Functions and Scopes in JS

4 minute read

This post is about what happens behind the scenes when you define a new function in JavaScript; and the multiple ways the said function can be used.

Take the following example. A simple function called Util that has another function inside of it.

function Util() {
    console.log('from Util');	
    this.printer1 = function (param) {
        console.log(param);
    };
}

In JS, all variables and functions are stored inside objects, and those in turn are stored inside more objects; until finally there is a single object that holds everything. This object is your usually the browser window. In JS, functions can be stored in and passed around like variables. Also, remember that functions (both constructors and instances) are objects.

objects in JS

Now objects in JavaScript consist of key-value pairs. To see what’s in your window object, open up a browser window, or a new fiddle, and enter console.dir(window) in the console.

console

Everything in your page (variables, arrays, objects, functions) reside in this window object as key-value pairs. So what does a function declaration look like? Paste the entire Util function definition from above in the console and rerun console.dir(window).

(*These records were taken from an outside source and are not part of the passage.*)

//! Skincare Matching Engine
//!
//! The matching-and-verification core of the skincare matching gateway: it takes a buyer's
//! ingredient requirements and finds catalog products that satisfy them, then verifies in near
//! real time that the best matches are actually purchasable at their advertised price.
//!
//! The library is divided into three main sections:
//! 1. The matching pipeline: [`mod@ingredients`] canonicalizes free-text ingredient names against
//!    a curated alias table (with a fuzzy fallback), [`mod@matching`] filters candidates and
//!    computes relevance scores.
//! 2. Live verification ([`mod@verification`]): a concurrent orchestrator that decides, per
//!    top-scored candidate, whether a cached or recent value suffices or a live retailer check is
//!    required, and fans the live checks out under one soft deadline.
//! 3. Persistence ([`mod@traits`], `sqlite`): the engine only ever talks to storage, caching and
//!    retailers through traits, so backends and adapters are swappable. A SQLite backend is
//!    provided; concrete retailer adapters live in their own crate.
//!
//! [`MatchFlowApi`] ties the sections together and is the type servers should hold.
pub mod db_types;
pub mod ingredients;
mod match_api;
pub mod matching;
#[cfg(feature = "sqlite")]
mod sqlite;
pub mod traits;
pub mod verification;

#[cfg(any(feature = "test_utils", test))]
pub mod test_utils;

pub use match_api::{MatchFlowApi, MatchOptions, MatchOutcome, MatchingError};
#[cfg(feature = "sqlite")]
pub use sqlite::SqliteDatabase;
#[cfg(feature = "sqlite")]
pub use sqlite::db::db_url;
//! # Candidate filtering and relevance scoring
//!
//! Both halves of this module are synchronous and pure: the filter decides whether a product is
//! eligible at all, the scorer ranks the eligible ones. All I/O (the candidate query, live
//! verification) lives elsewhere.
pub mod filter;
pub mod scorer;

pub use filter::{matches_avoided, matches_required, product_search_terms, CANDIDATE_CAP};
pub use scorer::score;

Now Ctrl+F 'Util' and you’ll have your answer.

The scope will now contain a new key called Util and it’s value will be the function we defined above.

util function in console

To be more specific here, what we did above was actually define a function constructor. If you check the current window scope, there will be a Util function, but no printer1 function.

Now run the constructor like this Util(); and then rerun console.dir(window) to take a peek at the scope object. Now the function constructor has executed. This process assigns the function constructor printer1 to a new key in the execution context. Search for printer1 and a new object can be found.

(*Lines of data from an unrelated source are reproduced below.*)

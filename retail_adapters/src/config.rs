use std::time::Duration;

use log::*;
use smg_common::Secret;

const DEFAULT_AMAZON_DOMAIN: &str = "amazon.co.uk";
const DEFAULT_BOOTS_BASE_URL: &str = "https://www.boots.com";
const DEFAULT_LIVE_CHECK_TIMEOUT_SECS: u64 = 8;

/// Configuration for the Rainforest-backed Amazon adapter.
#[derive(Debug, Clone)]
pub struct RainforestConfig {
    pub api_key: Secret<String>,
    pub amazon_domain: String,
    /// Per-request timeout. This is the true upper bound on a single live check.
    pub timeout: Duration,
}

impl Default for RainforestConfig {
    fn default() -> Self {
        Self {
            api_key: Secret::new(String::new()),
            amazon_domain: DEFAULT_AMAZON_DOMAIN.to_string(),
            timeout: Duration::from_secs(DEFAULT_LIVE_CHECK_TIMEOUT_SECS),
        }
    }
}

impl RainforestConfig {
    pub fn from_env_or_default() -> Self {
        let api_key = Secret::new(std::env::var("SMG_RAINFOREST_API_KEY").unwrap_or_else(|_| {
            warn!("🪛️ SMG_RAINFOREST_API_KEY not set. Amazon live checks will be unavailable.");
            String::new()
        }));
        let amazon_domain = std::env::var("SMG_AMAZON_DOMAIN").unwrap_or_else(|_| {
            info!("🪛️ SMG_AMAZON_DOMAIN not set, using {DEFAULT_AMAZON_DOMAIN}");
            DEFAULT_AMAZON_DOMAIN.to_string()
        });
        Self { api_key, amazon_domain, timeout: live_check_timeout() }
    }

    /// True if an API key has been supplied.
    pub fn is_configured(&self) -> bool {
        self.api_key.is_set()
    }
}

/// Configuration for the scrape-backed Boots adapter.
#[derive(Debug, Clone)]
pub struct BootsConfig {
    pub base_url: String,
    pub timeout: Duration,
}

impl Default for BootsConfig {
    fn default() -> Self {
        Self {
            base_url: DEFAULT_BOOTS_BASE_URL.to_string(),
            timeout: Duration::from_secs(DEFAULT_LIVE_CHECK_TIMEOUT_SECS),
        }
    }
}

impl BootsConfig {
    pub fn from_env_or_default() -> Self {
        let base_url = std::env::var("SMG_BOOTS_BASE_URL").unwrap_or_else(|_| {
            info!("🪛️ SMG_BOOTS_BASE_URL not set, using {DEFAULT_BOOTS_BASE_URL}");
            DEFAULT_BOOTS_BASE_URL.to_string()
        });
        Self { base_url, timeout: live_check_timeout() }
    }
}

fn live_check_timeout() -> Duration {
    let secs = std::env::var("SMG_LIVE_CHECK_TIMEOUT_SECS")
        .ok()
        .and_then(|s| {
            s.parse::<u64>()
                .map_err(|e| {
                    error!(
                        "🪛️ {s} is not a valid value for SMG_LIVE_CHECK_TIMEOUT_SECS. {e} Using the default, \
                         {DEFAULT_LIVE_CHECK_TIMEOUT_SECS}s, instead."
                    );
                })
                .ok()
        })
        .unwrap_or(DEFAULT_LIVE_CHECK_TIMEOUT_SECS);
    Duration::from_secs(secs)
}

So in essence, what the line this.printer1 = function... does, is that is creates a new key-value pair in the current context, which in this instance is the window scope. So the scope object now has a new function which can be called.

printer1('sup');
> sup

Remember, most things are objects in JS. Sort of.

the new keyword

var myUtil = new Util();

When using the new keyword on a function, a sequence of events take place.

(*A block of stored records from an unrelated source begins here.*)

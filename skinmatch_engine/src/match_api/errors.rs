use thiserror::Error;

use crate::traits::ProductStoreError;

/// Errors a match request can surface to the caller.
///
/// Only two things can fail a whole request: a request the client can correct, and an unexpected
/// failure in filtering/scoring/storage. Per-candidate verification failures are isolated inside
/// the orchestrator and never appear here; zero verifiable candidates is a successful, empty
/// outcome.
#[derive(Debug, Clone, Error)]
pub enum MatchingError {
    #[error("Invalid match request: {0}")]
    InvalidRequest(String),
    #[error("Product matching failed: {0}")]
    StoreError(#[from] ProductStoreError),
}

impl MatchingError {
    /// True if the client can correct this by changing the request.
    pub fn is_client_error(&self) -> bool {
        matches!(self, MatchingError::InvalidRequest(_))
    }
}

A new variable called myUtil is defined and assigned a new object. This object automatically inherits the prototype object (cause its JavaScript). This new object is also passed the function constructor called Util. Note that this runs the function constructor (Util), but in a different scope. This scope is inside the myUtil variable (or rather its value as ‘myUtil’ is simply a key in the parent scope).

The function printer1 will not be available as a function in the window scope, but will be inside the myUtil scope. Because every time a new object is created in JS, a new scope is created. And right now the execution sequence is inside the myUtil scope and that’s where the new function object (of printer1) will be created.

So in summary, no printer1 function is found in the window scope, but is found in the myUtil scope.

printer1('sup');
> Reference Error

myUtil.printer1('sup');
> sup

post definition

Going back to the code, let’s add a new function to Util, after it is defined

function Util() {
  	console.log('from Util');	
  	this.printer1 = function (param) {
         console.log(param);
  	};
}

Util.printer2 = function (param) {
    console.log(param);
};

Here’s what happens behind the scenes now.

Util, the function constructor object is accessed from the current scope and a new key-value pair is added to the object. The key being printer2 and the value being a new function constructor. The scope where this new object is added is inside the existing Util constructor. Why? Because we called Util.(dot).

Print the window scope again using console.dir(window) and look for the Util key. This key will now contain both the function constructor for our Util function (this is not visible in the console as this is an object constructor, but know that it’s there), as well as a another key called printer2 which holds a new function constructor for the printer2 function.

Util : {
   printer2 : function (param) {
       console.log(param);
   },
   __proto__ : ...
}, 
foo :  {
   //another object in the window scope
},

This means that Util is a key found inside the window scope that holds a reference to its function constructor. This function does not exist in the current scope, only the key (a reference to the constructor) does.

The new function printer2 is now in this scope, and in the same hierarchy as the Util constructor (inside the object that is pointed to by the Util key).

So without running any function constructors (and without having to create a new Util function object), we can directly call printer2 like so.

Util.printer2('yo');
> yo

So a new object of Util is not made, but printer2 is accessible from within that object (the function constructor) and can be called.

Very interesting stuff.

This is topic is further broken down and thoroughly explained in the Scopes and Closures book of the You Don’t Know JS series.